Up to and including the line with "all metric descriptions.", copy the records below exactly from their first line.

····················

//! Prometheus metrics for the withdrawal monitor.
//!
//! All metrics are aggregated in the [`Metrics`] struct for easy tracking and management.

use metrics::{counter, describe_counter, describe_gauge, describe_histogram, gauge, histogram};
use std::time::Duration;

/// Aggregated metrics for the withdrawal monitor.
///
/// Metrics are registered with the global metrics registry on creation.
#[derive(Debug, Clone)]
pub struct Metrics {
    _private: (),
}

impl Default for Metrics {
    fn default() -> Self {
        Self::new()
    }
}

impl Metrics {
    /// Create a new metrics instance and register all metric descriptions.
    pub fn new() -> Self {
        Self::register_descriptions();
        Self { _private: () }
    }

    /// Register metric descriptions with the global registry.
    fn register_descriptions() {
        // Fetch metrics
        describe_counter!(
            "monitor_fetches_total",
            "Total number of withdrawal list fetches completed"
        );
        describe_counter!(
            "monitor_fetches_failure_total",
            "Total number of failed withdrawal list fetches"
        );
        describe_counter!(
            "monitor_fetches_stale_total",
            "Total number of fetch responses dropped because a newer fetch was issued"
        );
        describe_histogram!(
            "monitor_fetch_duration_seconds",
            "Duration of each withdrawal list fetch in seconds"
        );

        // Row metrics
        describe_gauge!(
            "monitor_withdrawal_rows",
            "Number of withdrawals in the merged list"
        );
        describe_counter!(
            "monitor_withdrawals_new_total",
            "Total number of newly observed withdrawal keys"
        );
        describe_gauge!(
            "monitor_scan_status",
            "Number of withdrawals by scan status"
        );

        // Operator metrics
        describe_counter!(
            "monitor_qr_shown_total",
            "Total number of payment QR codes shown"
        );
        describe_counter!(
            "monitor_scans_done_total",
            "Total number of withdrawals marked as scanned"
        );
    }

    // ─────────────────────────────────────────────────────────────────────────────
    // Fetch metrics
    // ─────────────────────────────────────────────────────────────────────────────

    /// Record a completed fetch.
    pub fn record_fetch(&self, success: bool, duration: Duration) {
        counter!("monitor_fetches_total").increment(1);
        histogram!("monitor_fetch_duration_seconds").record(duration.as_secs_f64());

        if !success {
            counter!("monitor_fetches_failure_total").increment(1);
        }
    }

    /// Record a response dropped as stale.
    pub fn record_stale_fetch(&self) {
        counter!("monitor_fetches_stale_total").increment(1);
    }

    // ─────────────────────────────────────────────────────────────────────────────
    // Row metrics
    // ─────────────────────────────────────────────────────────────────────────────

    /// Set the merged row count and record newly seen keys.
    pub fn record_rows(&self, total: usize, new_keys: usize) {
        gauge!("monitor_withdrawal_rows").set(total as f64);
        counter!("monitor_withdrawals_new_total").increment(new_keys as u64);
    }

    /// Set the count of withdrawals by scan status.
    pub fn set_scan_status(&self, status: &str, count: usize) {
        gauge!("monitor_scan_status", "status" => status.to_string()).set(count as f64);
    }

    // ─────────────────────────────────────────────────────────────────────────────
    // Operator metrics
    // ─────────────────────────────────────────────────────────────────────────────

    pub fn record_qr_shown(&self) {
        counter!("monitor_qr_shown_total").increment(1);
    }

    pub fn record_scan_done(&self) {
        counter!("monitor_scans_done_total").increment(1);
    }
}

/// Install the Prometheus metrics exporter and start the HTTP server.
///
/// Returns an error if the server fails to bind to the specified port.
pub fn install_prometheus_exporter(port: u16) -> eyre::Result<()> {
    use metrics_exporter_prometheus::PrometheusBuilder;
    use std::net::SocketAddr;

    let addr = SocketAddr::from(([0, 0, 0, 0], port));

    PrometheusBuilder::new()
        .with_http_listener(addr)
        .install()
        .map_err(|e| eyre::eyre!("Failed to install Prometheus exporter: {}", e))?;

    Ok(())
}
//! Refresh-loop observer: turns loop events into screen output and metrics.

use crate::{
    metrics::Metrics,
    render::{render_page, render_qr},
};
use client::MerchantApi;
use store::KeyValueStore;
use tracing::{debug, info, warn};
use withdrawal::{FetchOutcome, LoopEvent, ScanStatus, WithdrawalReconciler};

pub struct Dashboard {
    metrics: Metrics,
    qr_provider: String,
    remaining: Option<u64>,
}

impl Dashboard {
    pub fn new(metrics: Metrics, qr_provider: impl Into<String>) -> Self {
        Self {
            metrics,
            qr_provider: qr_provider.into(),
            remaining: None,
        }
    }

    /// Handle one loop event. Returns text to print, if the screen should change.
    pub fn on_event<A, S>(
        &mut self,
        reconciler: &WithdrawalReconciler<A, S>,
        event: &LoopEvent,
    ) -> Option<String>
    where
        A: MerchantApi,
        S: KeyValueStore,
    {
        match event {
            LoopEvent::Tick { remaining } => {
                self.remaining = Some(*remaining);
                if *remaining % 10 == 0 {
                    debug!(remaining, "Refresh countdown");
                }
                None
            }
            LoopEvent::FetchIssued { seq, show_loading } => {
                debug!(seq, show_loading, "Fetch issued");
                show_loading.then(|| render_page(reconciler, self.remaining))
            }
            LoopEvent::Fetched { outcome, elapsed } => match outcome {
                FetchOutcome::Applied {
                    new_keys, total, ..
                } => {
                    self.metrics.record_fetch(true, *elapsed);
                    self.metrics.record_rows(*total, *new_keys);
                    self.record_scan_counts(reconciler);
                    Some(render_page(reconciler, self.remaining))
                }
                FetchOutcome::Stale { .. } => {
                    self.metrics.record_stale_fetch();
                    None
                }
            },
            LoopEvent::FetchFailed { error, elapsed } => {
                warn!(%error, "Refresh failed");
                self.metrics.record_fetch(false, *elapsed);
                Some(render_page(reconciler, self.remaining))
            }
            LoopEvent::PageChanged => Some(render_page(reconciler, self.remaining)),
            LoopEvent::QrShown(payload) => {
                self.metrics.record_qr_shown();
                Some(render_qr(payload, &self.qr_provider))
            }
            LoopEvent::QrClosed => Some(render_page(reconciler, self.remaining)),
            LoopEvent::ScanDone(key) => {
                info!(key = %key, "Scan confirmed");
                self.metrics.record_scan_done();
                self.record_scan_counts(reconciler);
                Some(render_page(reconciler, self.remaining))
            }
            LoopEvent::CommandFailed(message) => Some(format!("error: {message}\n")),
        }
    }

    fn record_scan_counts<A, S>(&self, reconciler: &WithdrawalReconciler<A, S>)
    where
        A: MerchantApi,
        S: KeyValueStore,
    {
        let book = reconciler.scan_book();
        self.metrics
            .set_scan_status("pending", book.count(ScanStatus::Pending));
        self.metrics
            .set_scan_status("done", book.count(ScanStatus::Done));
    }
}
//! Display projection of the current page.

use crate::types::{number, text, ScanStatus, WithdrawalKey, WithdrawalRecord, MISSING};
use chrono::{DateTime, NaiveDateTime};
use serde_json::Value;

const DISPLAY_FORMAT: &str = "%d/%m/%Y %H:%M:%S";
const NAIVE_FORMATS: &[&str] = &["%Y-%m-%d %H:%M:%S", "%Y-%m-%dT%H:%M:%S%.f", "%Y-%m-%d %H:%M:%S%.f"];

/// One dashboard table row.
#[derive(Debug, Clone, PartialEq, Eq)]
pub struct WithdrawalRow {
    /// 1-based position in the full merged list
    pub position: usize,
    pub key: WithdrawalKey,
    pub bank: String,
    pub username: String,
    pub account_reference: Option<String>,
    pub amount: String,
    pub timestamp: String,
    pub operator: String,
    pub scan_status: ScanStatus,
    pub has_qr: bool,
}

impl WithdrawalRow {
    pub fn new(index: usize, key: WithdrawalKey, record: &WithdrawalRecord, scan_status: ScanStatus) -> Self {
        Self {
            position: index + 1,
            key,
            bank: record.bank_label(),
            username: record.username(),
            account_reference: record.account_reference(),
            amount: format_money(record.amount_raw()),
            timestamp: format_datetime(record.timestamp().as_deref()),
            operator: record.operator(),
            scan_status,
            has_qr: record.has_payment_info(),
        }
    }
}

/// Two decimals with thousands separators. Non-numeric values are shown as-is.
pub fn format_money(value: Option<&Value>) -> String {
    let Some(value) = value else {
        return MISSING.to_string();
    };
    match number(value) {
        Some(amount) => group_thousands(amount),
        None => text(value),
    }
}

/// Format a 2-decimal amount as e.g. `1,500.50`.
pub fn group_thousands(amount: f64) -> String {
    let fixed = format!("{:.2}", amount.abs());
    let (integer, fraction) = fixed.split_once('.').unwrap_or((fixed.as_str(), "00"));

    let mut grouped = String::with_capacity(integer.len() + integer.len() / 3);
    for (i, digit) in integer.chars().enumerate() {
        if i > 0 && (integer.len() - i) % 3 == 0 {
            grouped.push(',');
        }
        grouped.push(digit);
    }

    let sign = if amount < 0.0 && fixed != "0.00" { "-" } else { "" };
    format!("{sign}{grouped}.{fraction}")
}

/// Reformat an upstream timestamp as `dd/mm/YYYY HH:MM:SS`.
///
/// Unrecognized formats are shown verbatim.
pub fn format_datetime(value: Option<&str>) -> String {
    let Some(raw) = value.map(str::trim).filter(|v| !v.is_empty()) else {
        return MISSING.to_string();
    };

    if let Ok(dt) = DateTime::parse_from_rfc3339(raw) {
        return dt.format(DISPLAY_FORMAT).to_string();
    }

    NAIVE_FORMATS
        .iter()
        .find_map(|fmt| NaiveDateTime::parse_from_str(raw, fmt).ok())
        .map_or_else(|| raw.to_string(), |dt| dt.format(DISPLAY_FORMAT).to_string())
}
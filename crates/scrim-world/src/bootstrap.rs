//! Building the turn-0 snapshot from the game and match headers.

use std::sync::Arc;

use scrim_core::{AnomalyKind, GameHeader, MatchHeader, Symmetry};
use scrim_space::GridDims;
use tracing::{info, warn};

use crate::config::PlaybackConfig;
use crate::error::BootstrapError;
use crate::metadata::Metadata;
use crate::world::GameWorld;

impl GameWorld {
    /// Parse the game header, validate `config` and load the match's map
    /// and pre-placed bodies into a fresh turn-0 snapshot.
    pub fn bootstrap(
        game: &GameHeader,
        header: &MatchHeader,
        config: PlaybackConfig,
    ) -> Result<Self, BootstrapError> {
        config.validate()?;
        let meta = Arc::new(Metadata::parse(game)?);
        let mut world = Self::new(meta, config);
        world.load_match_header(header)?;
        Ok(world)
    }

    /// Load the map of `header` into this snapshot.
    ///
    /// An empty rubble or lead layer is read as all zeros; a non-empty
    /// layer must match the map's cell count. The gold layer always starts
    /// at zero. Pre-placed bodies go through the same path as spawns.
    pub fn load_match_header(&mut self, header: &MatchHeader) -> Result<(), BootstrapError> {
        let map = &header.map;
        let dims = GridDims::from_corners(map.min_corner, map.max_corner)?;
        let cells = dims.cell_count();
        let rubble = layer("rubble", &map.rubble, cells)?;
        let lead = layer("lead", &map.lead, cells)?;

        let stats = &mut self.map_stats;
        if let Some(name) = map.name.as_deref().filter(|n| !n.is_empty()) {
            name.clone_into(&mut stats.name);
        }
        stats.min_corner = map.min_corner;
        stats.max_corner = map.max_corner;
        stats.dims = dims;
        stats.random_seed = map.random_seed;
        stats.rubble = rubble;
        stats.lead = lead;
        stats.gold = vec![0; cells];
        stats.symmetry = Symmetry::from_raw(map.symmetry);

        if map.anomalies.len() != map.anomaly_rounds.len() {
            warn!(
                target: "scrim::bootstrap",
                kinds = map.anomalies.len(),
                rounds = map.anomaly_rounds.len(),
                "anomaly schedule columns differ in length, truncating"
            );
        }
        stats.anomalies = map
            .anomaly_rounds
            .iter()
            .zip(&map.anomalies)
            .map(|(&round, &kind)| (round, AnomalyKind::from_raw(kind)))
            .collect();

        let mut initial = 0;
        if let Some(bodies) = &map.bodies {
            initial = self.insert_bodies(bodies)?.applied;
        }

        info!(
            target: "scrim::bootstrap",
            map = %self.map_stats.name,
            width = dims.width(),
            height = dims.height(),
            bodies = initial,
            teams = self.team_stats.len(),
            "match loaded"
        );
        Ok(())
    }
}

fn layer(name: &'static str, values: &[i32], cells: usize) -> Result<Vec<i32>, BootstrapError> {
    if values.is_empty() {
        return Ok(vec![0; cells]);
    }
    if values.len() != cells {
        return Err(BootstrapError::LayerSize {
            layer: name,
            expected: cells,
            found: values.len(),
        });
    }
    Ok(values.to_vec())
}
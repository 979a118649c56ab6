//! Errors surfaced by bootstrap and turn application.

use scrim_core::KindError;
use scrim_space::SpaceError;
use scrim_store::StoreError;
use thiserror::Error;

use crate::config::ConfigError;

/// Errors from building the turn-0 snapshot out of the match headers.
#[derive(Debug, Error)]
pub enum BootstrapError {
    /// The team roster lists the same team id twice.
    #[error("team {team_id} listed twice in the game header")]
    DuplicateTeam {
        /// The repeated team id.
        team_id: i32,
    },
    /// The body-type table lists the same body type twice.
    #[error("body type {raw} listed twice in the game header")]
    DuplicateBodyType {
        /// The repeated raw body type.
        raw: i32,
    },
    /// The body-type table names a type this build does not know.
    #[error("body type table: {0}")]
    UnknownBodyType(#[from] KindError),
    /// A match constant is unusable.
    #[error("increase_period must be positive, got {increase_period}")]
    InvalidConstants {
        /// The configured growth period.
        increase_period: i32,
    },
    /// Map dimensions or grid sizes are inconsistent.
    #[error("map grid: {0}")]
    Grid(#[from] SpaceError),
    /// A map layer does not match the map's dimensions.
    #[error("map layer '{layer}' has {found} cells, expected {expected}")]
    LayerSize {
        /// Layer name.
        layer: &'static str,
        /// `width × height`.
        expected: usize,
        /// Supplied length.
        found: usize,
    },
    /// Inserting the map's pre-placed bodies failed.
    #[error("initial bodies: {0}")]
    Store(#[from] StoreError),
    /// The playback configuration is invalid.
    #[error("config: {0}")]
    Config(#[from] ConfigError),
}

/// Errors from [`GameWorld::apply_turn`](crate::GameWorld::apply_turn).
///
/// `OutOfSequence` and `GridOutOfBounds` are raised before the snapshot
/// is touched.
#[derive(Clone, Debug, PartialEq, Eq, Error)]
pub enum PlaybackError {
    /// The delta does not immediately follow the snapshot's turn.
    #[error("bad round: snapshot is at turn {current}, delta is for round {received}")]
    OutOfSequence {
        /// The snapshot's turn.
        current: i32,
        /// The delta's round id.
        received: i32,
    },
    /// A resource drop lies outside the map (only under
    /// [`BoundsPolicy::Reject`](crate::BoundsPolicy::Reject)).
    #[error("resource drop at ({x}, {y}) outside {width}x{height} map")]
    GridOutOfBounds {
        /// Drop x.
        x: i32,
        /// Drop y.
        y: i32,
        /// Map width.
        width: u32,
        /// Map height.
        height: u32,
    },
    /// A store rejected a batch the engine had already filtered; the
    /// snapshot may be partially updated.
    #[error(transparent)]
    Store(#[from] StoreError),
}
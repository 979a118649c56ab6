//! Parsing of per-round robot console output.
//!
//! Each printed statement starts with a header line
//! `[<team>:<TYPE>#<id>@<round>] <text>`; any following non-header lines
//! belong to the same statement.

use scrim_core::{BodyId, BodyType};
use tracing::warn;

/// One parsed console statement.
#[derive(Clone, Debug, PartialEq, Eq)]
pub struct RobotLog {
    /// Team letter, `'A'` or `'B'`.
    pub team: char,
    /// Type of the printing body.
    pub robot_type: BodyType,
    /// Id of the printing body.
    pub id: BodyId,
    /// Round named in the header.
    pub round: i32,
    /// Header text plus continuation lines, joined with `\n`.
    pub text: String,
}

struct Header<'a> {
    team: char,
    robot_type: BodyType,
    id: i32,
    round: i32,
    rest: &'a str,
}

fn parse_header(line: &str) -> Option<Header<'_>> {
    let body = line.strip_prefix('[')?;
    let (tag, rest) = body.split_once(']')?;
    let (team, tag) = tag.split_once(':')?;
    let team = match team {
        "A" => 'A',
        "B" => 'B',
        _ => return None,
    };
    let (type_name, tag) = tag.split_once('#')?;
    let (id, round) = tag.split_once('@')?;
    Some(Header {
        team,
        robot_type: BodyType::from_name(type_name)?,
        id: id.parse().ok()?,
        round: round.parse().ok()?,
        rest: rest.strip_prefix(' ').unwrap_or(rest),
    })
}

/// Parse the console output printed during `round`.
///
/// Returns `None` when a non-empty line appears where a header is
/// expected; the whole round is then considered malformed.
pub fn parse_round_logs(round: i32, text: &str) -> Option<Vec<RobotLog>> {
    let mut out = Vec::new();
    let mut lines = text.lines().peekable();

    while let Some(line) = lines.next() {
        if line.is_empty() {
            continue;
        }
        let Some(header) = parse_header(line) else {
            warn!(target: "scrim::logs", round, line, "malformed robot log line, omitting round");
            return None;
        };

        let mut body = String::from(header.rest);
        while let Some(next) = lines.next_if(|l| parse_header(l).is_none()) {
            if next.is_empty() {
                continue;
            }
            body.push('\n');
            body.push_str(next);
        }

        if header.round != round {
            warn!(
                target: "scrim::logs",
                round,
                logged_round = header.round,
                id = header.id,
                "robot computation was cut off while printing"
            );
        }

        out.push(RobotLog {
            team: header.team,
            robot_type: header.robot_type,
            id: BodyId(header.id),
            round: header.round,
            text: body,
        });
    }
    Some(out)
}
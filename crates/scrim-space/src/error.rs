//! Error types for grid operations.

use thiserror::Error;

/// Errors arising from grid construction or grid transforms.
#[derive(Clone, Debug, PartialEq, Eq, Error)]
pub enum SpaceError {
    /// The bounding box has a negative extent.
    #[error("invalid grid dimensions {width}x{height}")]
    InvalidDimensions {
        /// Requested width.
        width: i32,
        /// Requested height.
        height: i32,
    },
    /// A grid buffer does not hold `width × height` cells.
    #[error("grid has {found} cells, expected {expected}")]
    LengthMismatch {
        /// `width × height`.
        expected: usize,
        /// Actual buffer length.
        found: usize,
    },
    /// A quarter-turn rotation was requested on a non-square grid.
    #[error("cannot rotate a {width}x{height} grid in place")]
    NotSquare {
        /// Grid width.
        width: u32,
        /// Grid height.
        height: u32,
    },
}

····················

# Answer below
//! Prometheus metrics for the withdrawal monitor.
//!
//! All metrics are aggregated in the [`Metrics`] struct for easy tracking and management.

use metrics::{counter, describe_counter, describe_gauge, describe_histogram, gauge, histogram};
use std::time::Duration;

/// Aggregated metrics for the withdrawal monitor.
///
/// Metrics are registered with the global metrics registry on creation.
#[derive(Debug, Clone)]
pub struct Metrics {
    _private: (),
}

impl Default for Metrics {
    fn default() -> Self {
        Self::new()
    }
}

impl Metrics {
    /// Create a new metrics instance and register all metric descriptions.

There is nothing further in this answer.